Quantitative methods for rating wines - a preliminary lit review

I am preparing a much larger article, or series of articles, on the subject of statistical and methodological validity of wine rating systems.  It’s a major undertaking…so major, in fact, that from my literature reviews it seems few people have tried to tackle this subject before.  Basically, my mind started churning on a simple problem: If many wine critics and reviewers agree that the 100-point system is flawed, and if there are several competing systems out there to quantify wine quality numerically, which system is the best?  When I say “best” I mean, which system is the most accurate and repeatable among many critics?

Here’s a list of the journal articles and books I was able to track down that appear to relate to my subject:

  • Ashenfelter, Orley, and Quandt, (1999), “Analyzing a wine tasting statistically”, Chance, New Directions for Statistics and Computers, 12 (3) , 16-20
  • Lindley, Dennis V.  (1993), “The analysis of experimental data: The appreciation of tea and wine”, Teaching Statistics, 15 , 22-25
  • Amerine, Maynard A. and Roessler, Edward B.  (1982), “Wines: Their sensory evaluation”‘, W. H. Freeman & Co (New York)

Of these three, only the Ashenfelter and Quandt article seems relevant to my topic.  Happily, I discovered the Liquid Assets Web site (run by Ashenfelter and Quandt themselves).  At this site, the journal article listed above is provided, along with several other relevant articles.

Interestingly, Ashenfelter and Quandt seem to have focused on comparative wine tastings as their method of choice.  Additionally, they focus on using advanced statistical analyses to check the wine tasters’ results against one another; they developed a software program, in fact, that conducts these analyses and generates a final report automatically.  As they put it, ”The primary goal in the analysis of a wine tasting is to determine the extent to which the conclusions that have been drawn are likely to be reproduced on another occasion.”

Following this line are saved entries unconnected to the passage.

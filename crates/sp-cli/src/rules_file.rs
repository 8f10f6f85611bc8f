use std::fs;
use std::path::Path;
use std::time::Instant;

use sp_core::{parse_rule_list, ContentSetting, Pattern, ParseStats, RuleSet};

#[derive(Debug, Clone, Default)]
pub struct LoadStats {
    pub files: usize,
    pub parse: ParseStats,
    pub total_ms: f64,
}

/// Read rule lists in order into one set. Rules in later files replace
/// rules for the same pattern pair in earlier ones.
pub fn read_rules(paths: &[String], verbose: bool) -> Result<(RuleSet, LoadStats), String> {
    if paths.is_empty() {
        return Err("No rule files specified".to_string());
    }

    let start = Instant::now();
    let mut rules = RuleSet::new();
    let mut stats = LoadStats::default();

    for (idx, path) in paths.iter().enumerate() {
        let content = fs::read_to_string(path)
            .map_err(|e| format!("Failed to read '{}': {}", path, e))?;

        let (file_rules, file_stats) = parse_rule_list(&content);
        log::debug!("{}: {} rules, {} skipped", path, file_stats.rules, file_stats.skipped);

        if verbose {
            println!(
                "  [{}] {} - {} lines, {} rules, {} skipped",
                idx,
                Path::new(path).file_name().unwrap_or_default().to_string_lossy(),
                file_stats.lines,
                file_stats.rules,
                file_stats.skipped
            );
        }

        let replaced = merge(&mut rules, &file_rules);

        stats.files += 1;
        stats.parse.lines += file_stats.lines;
        stats.parse.rules += file_stats.rules;
        stats.parse.skipped += file_stats.skipped;
        stats.parse.replaced += file_stats.replaced + replaced;
    }

    stats.total_ms = start.elapsed().as_secs_f64() * 1000.0;
    Ok((rules, stats))
}

/// Copy every rule of `from` into `into`, returning how many replaced one.
fn merge(into: &mut RuleSet, from: &RuleSet) -> usize {
    let mut replaced = 0;
    for rule in from.iter() {
        // Patterns in a RuleSet are valid, so insertion cannot fail.
        if let Ok(Some(_)) = into.insert(rule.primary.clone(), rule.secondary.clone(), rule.setting) {
            replaced += 1;
        }
    }
    replaced
}

/// Render a rule set back into rule-list text, most specific rule first.
pub fn format_rules(rules: &RuleSet) -> String {
    let mut out = String::new();
    for rule in rules.iter() {
        out.push_str(&format_rule(rule.primary, rule.secondary, rule.setting));
        out.push('\n');
    }
    out
}

pub fn format_rule(primary: &Pattern, secondary: &Pattern, setting: ContentSetting) -> String {
    format!("{} {} {}", primary, secondary, setting)
}
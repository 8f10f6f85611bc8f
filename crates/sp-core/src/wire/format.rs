//! Pattern Message Format
//!
//! A message is a flat record, all integers little-endian:
//!
//! ```text
//! bool   is_valid
//! string scheme        bool is_scheme_wildcard
//! string host          bool has_domain_wildcard
//! string port          bool is_port_wildcard
//! string path          bool is_path_wildcard
//! ```
//!
//! `bool` is one byte (0 or 1); `string` is a u32 byte length followed by UTF-8.
//! Field order must match between writer and reader.

/// Encoded `false`
pub const BOOL_FALSE: u8 = 0;

/// Encoded `true`
pub const BOOL_TRUE: u8 = 1;

/// Size of a bool field in bytes
pub const BOOL_SIZE: usize = 1;

/// Size of a string length prefix in bytes
pub const STRING_LEN_SIZE: usize = 4;

// =============================================================================
// Helpers
// =============================================================================

/// Append a bool.
#[inline]
pub fn write_bool(buf: &mut Vec<u8>, value: bool) {
    buf.push(if value { BOOL_TRUE } else { BOOL_FALSE });
}

/// Append a length-prefixed string.
#[inline]
pub fn write_string(buf: &mut Vec<u8>, value: &str) {
    buf.extend_from_slice(&(value.len() as u32).to_le_bytes());
    buf.extend_from_slice(value.as_bytes());
}

/// Read u32 little-endian.
#[inline]
pub fn read_u32_le(data: &[u8], offset: usize) -> u32 {
    u32::from_le_bytes([data[offset], data[offset + 1], data[offset + 2], data[offset + 3]])
}

/// Encoded size of a string field.
#[inline]
pub const fn string_size(value: &str) -> usize {
    STRING_LEN_SIZE + value.len()
}
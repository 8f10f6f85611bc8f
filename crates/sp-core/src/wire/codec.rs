//! Pattern message writer and reader

use super::format::*;
use crate::pattern::Pattern;
use crate::types::PatternParts;

/// Error type for message decoding.
#[derive(Debug, Clone, PartialEq, Eq, thiserror::Error)]
pub enum WireError {
    #[error("Data too short")]
    DataTooShort,
    #[error("Invalid bool byte: {0}")]
    InvalidBool(u8),
    #[error("String field is not valid UTF-8")]
    InvalidUtf8,
    #[error("Wildcard flag set on a non-empty field")]
    BrokenInvariant,
    #[error("{0} trailing bytes after message")]
    TrailingBytes(usize),
}

/// Sequential reader over message bytes.
pub struct MessageReader<'a> {
    data: &'a [u8],
    pos: usize,
}

impl<'a> MessageReader<'a> {
    pub fn new(data: &'a [u8]) -> Self {
        Self { data, pos: 0 }
    }

    /// Bytes not consumed yet.
    #[inline]
    pub fn remaining(&self) -> usize {
        self.data.len() - self.pos
    }

    pub fn read_bool(&mut self) -> Result<bool, WireError> {
        if self.remaining() < BOOL_SIZE {
            return Err(WireError::DataTooShort);
        }
        let byte = self.data[self.pos];
        self.pos += BOOL_SIZE;
        match byte {
            BOOL_FALSE => Ok(false),
            BOOL_TRUE => Ok(true),
            other => Err(WireError::InvalidBool(other)),
        }
    }

    pub fn read_string(&mut self) -> Result<String, WireError> {
        if self.remaining() < STRING_LEN_SIZE {
            return Err(WireError::DataTooShort);
        }
        let len = read_u32_le(self.data, self.pos) as usize;
        self.pos += STRING_LEN_SIZE;

        if self.remaining() < len {
            return Err(WireError::DataTooShort);
        }
        let bytes = &self.data[self.pos..self.pos + len];
        self.pos += len;

        std::str::from_utf8(bytes)
            .map(str::to_string)
            .map_err(|_| WireError::InvalidUtf8)
    }

    fn read_parts(&mut self) -> Result<PatternParts, WireError> {
        Ok(PatternParts {
            scheme: self.read_string()?,
            is_scheme_wildcard: self.read_bool()?,
            host: self.read_string()?,
            has_domain_wildcard: self.read_bool()?,
            port: self.read_string()?,
            is_port_wildcard: self.read_bool()?,
            path: self.read_string()?,
            is_path_wildcard: self.read_bool()?,
        })
    }
}

fn write_parts(buf: &mut Vec<u8>, parts: &PatternParts) {
    write_string(buf, &parts.scheme);
    write_bool(buf, parts.is_scheme_wildcard);
    write_string(buf, &parts.host);
    write_bool(buf, parts.has_domain_wildcard);
    write_string(buf, &parts.port);
    write_bool(buf, parts.is_port_wildcard);
    write_string(buf, &parts.path);
    write_bool(buf, parts.is_path_wildcard);
}

impl Pattern {
    /// Append this pattern to a message buffer.
    pub fn write_to_message(&self, buf: &mut Vec<u8>) {
        let empty = PatternParts::default();
        let parts = self.parts().unwrap_or(&empty);
        buf.reserve(
            BOOL_SIZE * 5
                + string_size(&parts.scheme)
                + string_size(&parts.host)
                + string_size(&parts.port)
                + string_size(&parts.path),
        );
        write_bool(buf, self.is_valid());
        write_parts(buf, parts);
    }

    /// Read one pattern from the reader.
    ///
    /// Valid patterns are taken as written: the sender already canonicalized
    /// and validated them, possibly under the legacy rules.
    pub fn read_from_message(reader: &mut MessageReader<'_>) -> Result<Pattern, WireError> {
        let is_valid = reader.read_bool()?;
        let parts = reader.read_parts()?;

        if !is_valid {
            return Ok(Pattern::invalid());
        }
        if !parts.wildcards_consistent() {
            return Err(WireError::BrokenInvariant);
        }
        Ok(Pattern::from_canonical(parts))
    }

    /// Encode this pattern as a standalone message.
    pub fn to_message(&self) -> Vec<u8> {
        let mut buf = Vec::new();
        self.write_to_message(&mut buf);
        buf
    }

    /// Decode a standalone message holding exactly one pattern.
    pub fn from_message(data: &[u8]) -> Result<Pattern, WireError> {
        let mut reader = MessageReader::new(data);
        let pattern = Self::read_from_message(&mut reader)?;
        match reader.remaining() {
            0 => Ok(pattern),
            n => Err(WireError::TrailingBytes(n)),
        }
    }
}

All of this makes sense to me, but what I was hoping to find was a statistical analysis of wine rating systems, not blind tasting results.  Blind tastings tend to involve judging wines against one another, whereas individual wine tastings and ratings simply assign a score to each wine.  This score then becomes the widely printed and reprinted quantitative measure of that wine’s quality.  But how accurate is this sort of assessment?

That’s the question I want to answer using statistics, sound methodology, and survey design techniques.  I learned all about this stuff as an engineering masters student, so I know how to design a study, for example.  Because of this background, my interest in this topic was piqued when I read Robert Parker’s description of how he scores a wine.  He and I agree that the 20-point systems don’t make sense, and to that I would add the Wine Spectator’s 16-point system (85-100 points possible in printed reviews).  But I have some questions about Parker’s system too, questions that I will investigate in another blog entry in the next few days.  In the meantime, you can see how he ranks his wines here.

8 Responses to “Quantitative methods for rating wines - a preliminary lit review”

  1. cml Says:

    In one of your other posts you refer to those that don’t share your conception of reality. From what I understand, that conception is rather more towards subjectivism than objectivism.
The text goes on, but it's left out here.